Quels sont à votre avis les avantages comparatifs des profils Sciences Po dans le secteur de la finance ? Pensez-vous qu’il soit nécessaire, pour faire une belle carrière dans ce secteur, de compléter sa formation par des cursus en écoles de commerce ?

Je vais répondre pour les métiers liés à la finance dite « d’entreprise » qui sont ceux que je connais et qui sont enseignés à Sciences Po. Ma réponse ne s’applique donc pas aux métiers liés à la finance dite « de marché », parfois plus techniques, qui requièrent des formations spécifiques.

Lorsque l’on pense aux métiers de la finance, on pense évidemment d’abord chiffres : goût pour les chiffres et maîtrise de leur maniement. Cela peut faire peur à des Sciences Po dont ce n’est pas a priori la spécialité ni la passion. Mais, le métier est loin de se réduire aux chiffres et requiert un éventail de qualités et de compétences - maitrise de l’anglais, esprit de synthèse, rigueur et conviction dans la communication écrite et orale, forte capacité de concentration et de travail – qui sont particulièrement développées à Sciences Po. Je dirais donc que pour envisager une carrière dans la finance, il n’est pas indispensable d’avoir fait une prépa scientifique ou commerciale. Ni même de faire un cursus additionnel en finance, surtout si l’on a suivi les cours du Master Finance de Sciences Po. Nombre de mes camarades de promotion ont réussi à décrocher des postes dans de grandes banques à Londres telles que JPMorgan, Merrill Lynch, Lazard ou Goldman Sachs, sans être passés par HEC après Sciences Po.

Toutefois, il subsiste une réelle différence entre l’approche française et l’approche anglaise. Je dirais qu’en France, aujourd’hui encore et y compris dans les succursales parisiennes des banques américaines, priorité reste donnée aux diplômés du « top 5 » des grandes écoles scientifiques et commerciales, au détriment des candidats arrivant de Sciences Po. Cela est d’autant plus vrai que le recrutement a gardé un esprit corporatiste, les « juniors » chargés d’effectuer le tri des CVs ayant naturellement tendance à « défendre » leur école, et donc à perpétuer le système. Heureusement, les choses bougent et la réputation du diplôme de Sciences Po s’apprécie avec le temps.

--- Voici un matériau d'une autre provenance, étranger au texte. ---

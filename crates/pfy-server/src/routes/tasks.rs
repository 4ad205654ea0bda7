//! `/api/v1/tasks`.
//!
//! A successful PATCH commits, answers, and then dispatches a
//! `task_updated` notification on a detached task. Dispatch failures are
//! logged there and never reach the response.

use axum::extract::{Path, Query, State};
use axum::response::IntoResponse;
use axum::routing::get;
use axum::{Json, Router};
use chrono::{DateTime, Utc};
use pfy_config::GeneralConfig;
use pfy_core::entities::{Assignment, Attachment, TASK_UPDATED, Task};
use pfy_core::enums::{SortOrder, TaskPriority, TaskSortKey, TaskStatus};
use pfy_core::pagination::Pagination;
use pfy_db::query::{TaskFilter, TaskQuery};
use pfy_db::repos::task::NewTask;
use pfy_db::updates::task::TaskUpdate;
use pfy_notify::Dispatcher;
use serde::Deserialize;

use crate::auth::CurrentUser;
use crate::envelope::{ok, paged};
use crate::error::{ApiError, ApiResult};
use crate::routes::explicit_null;
use crate::state::AppState;

pub fn router() -> Router<AppState> {
    Router::new()
        .route("/", get(list_tasks).post(create_task))
        .route("/my-tasks", get(my_tasks))
        .route("/{id}", get(get_task).patch(update_task).delete(delete_task))
}

#[derive(Debug, Deserialize)]
#[serde(rename_all = "camelCase")]
pub struct CreateTaskBody {
    pub title: String,
    #[serde(default)]
    pub description: String,
    pub status: Option<TaskStatus>,
    pub priority: Option<TaskPriority>,
    pub due_date: DateTime<Utc>,
    #[serde(default)]
    pub assignee: Assignment,
    pub category_id: Option<String>,
    pub attachment: Option<Attachment>,
}

#[derive(Debug, Default, Deserialize)]
#[serde(rename_all = "camelCase")]
pub struct UpdateTaskBody {
    pub title: Option<String>,
    pub description: Option<String>,
    pub status: Option<TaskStatus>,
    pub priority: Option<TaskPriority>,
    pub due_date: Option<DateTime<Utc>>,
    pub assignee: Option<Assignment>,
    #[serde(default, deserialize_with = "explicit_null")]
    pub category_id: Option<Option<String>>,
    #[serde(default, deserialize_with = "explicit_null")]
    pub attachment: Option<Option<Attachment>>,
}

impl From<UpdateTaskBody> for TaskUpdate {
    fn from(body: UpdateTaskBody) -> Self {
        Self {
            title: body.title,
            description: body.description,
            status: body.status,
            priority: body.priority,
            due_date: body.due_date,
            assignee: body.assignee,
            category_id: body.category_id,
            attachment: body.attachment,
        }
    }
}

/// Listing query string. Multi-valued filters are comma separated.
#[derive(Debug, Default, Deserialize)]
#[serde(rename_all = "camelCase")]
pub struct TaskListParams {
    pub search_term: Option<String>,
    pub status: Option<String>,
    pub priority: Option<String>,
    pub creator: Option<String>,
    pub category: Option<String>,
    pub slug: Option<String>,
    pub assignee: Option<String>,
    pub page: Option<u32>,
    pub limit: Option<u32>,
    pub sort_by: Option<String>,
    pub sort_order: Option<String>,
}

fn parse_list<T>(
    raw: Option<&str>,
    field: &str,
    parse: impl Fn(&str) -> Option<T>,
) -> ApiResult<Vec<T>> {
    raw.unwrap_or_default()
        .split(',')
        .map(str::trim)
        .filter(|s| !s.is_empty())
        .map(|s| {
            parse(s).ok_or_else(|| ApiError::invalid_field(field, format!("invalid {field} '{s}'")))
        })
        .collect()
}

fn non_blank(value: Option<String>) -> Option<String> {
    value
        .map(|v| v.trim().to_string())
        .filter(|v| !v.is_empty())
}

impl TaskListParams {
    /// Validate and convert to a query. Unknown sort keys, statuses, and
    /// priorities are rejected.
    pub fn into_query(self, general: &GeneralConfig) -> ApiResult<TaskQuery> {
        let statuses = parse_list(self.status.as_deref(), "status", TaskStatus::parse)?;
        let priorities = parse_list(self.priority.as_deref(), "priority", TaskPriority::parse)?;
        let sort_by = match non_blank(self.sort_by) {
            Some(raw) => Some(TaskSortKey::parse(&raw).ok_or_else(|| {
                ApiError::invalid_field("sortBy", format!("unknown sort key '{raw}'"))
            })?),
            None => None,
        };
        let sort_order = match non_blank(self.sort_order) {
            Some(raw) => Some(SortOrder::parse(&raw).ok_or_else(|| {
                ApiError::invalid_field("sortOrder", format!("invalid sort order '{raw}'"))
            })?),
            None => None,
        };

        Ok(TaskQuery {
            filter: TaskFilter {
                search: non_blank(self.search_term),
                statuses,
                priorities,
                creator_id: non_blank(self.creator),
                category_id: non_blank(self.category),
                category_slug: non_blank(self.slug),
                assignee_id: non_blank(self.assignee),
            },
            pagination: Pagination::from_parts(
                self.page,
                self.limit,
                sort_by,
                sort_order,
                general.default_limit,
                general.max_limit,
            ),
        })
    }
}

/// Message recorded for a task update.
pub fn update_message(task: &Task) -> String {
    format!("Task \"{}\" was updated", task.title)
}

fn spawn_update_notice(dispatcher: Dispatcher, task: Task) {
    tokio::spawn(async move {
        let message = update_message(&task);
        match dispatcher.notify_task(&task.id, &message, TASK_UPDATED).await {
            Ok(report) => tracing::debug!(
                task_id = %task.id,
                persisted = report.persisted(),
                failed = report.failed.len(),
                "update notice dispatched"
            ),
            Err(error) => tracing::warn!(%error, task_id = %task.id, "update notice failed"),
        }
    });
}

async fn create_task(
    State(state): State<AppState>,
    user: CurrentUser,
    Json(body): Json<CreateTaskBody>,
) -> ApiResult<impl IntoResponse> {
    let new = NewTask {
        title: body.title,
        description: body.description,
        status: body.status,
        priority: body.priority,
        due_date: body.due_date,
        assignee: body.assignee,
        category_id: non_blank(body.category_id),
        attachment: body.attachment,
    };
    let task = state.service.create_task(user.id(), new).await?;
    Ok(ok("Task created successfully", task))
}

async fn list_tasks(
    State(state): State<AppState>,
    _user: CurrentUser,
    Query(params): Query<TaskListParams>,
) -> ApiResult<impl IntoResponse> {
    let query = params.into_query(&state.config.general)?;
    let page = state.service.query_tasks(&query).await?;
    Ok(paged("Tasks retrieved successfully", page))
}

async fn my_tasks(
    State(state): State<AppState>,
    user: CurrentUser,
    Query(params): Query<TaskListParams>,
) -> ApiResult<impl IntoResponse> {
    let mut query = params.into_query(&state.config.general)?;
    query.filter.creator_id = Some(user.id().to_string());
    let page = state.service.query_tasks(&query).await?;
    Ok(paged("Tasks retrieved successfully", page))
}

async fn get_task(
    State(state): State<AppState>,
    _user: CurrentUser,
    Path(id): Path<String>,
) -> ApiResult<impl IntoResponse> {
    let detail = state.service.get_task_with_comments(&id).await?;
    Ok(ok("Task retrieved successfully", detail))
}

async fn update_task(
    State(state): State<AppState>,
    _user: CurrentUser,
    Path(id): Path<String>,
    Json(body): Json<UpdateTaskBody>,
) -> ApiResult<impl IntoResponse> {
    let task = state.service.update_task(&id, body.into()).await?;
    spawn_update_notice(state.dispatcher.clone(), task.clone());
    Ok(ok("Task updated successfully", task))
}

async fn delete_task(
    State(state): State<AppState>,
    _user: CurrentUser,
    Path(id): Path<String>,
) -> ApiResult<impl IntoResponse> {
    let task = state.service.delete_task(&id).await?;
    Ok(ok("Task deleted successfully", task))
}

Qu'en est-il chez les Anglo-saxons ?

L’approche est très différente chez les « Anglo-saxons » : les recruteurs font appel à des profils beaucoup plus divers, et surtout, une fois que votre carrière est lancée, les institutions anglo-saxonnes ne s’intéressent plus à vos diplômes, c’est donc vous qui avez les cartes en mains pour progresser. J’ai de nombreux exemples de camarades de Sciences Po qui, une fois embauchés, ont effectué quinze ans plus tard des parcours remarquables en fusions-acquisitions, dans le monde du « private equity » ou dans celui du « venture capital ». Je recommande donc vivement d’envisager un début de carrière à Londres. Les jeunes analystes y sont recrutés depuis tous les pays d’Europe ce qui rend l’expérience du « hub » financier londonien très enrichissante.

Pour finir, comment le Brexit a-t-il impacté le secteur de l’assurance et de la réassurance ?

L’impact est assez limité. Les assureurs (et les réassureurs) comme les banques bénéficiaient du système de « passeport » qui leur permettait de souscrire des contrats dans tous les pays d’Europe depuis Londres en utilisant leur licence britannique. Le Brexit met fin au « passeport » et ne permet donc plus aux assureurs d’utiliser leur entité britannique comme « hub ».

Néanmoins, ce système n’était pas vraiment utilisé pour les risques particuliers (les assureurs ont généralement une licence dans tous les pays où ils opèrent) et il concernait surtout les grands risques et la réassurance. Les assureurs concernés ont trouvé des solutions : le marché des Lloyds (sorte de bourse des grands risques implantée à Londres) a ouvert un « hub » à Bruxelles et la plupart des réassureurs avaient déjà une licence pour opérer en Europe, l’impact est donc limité.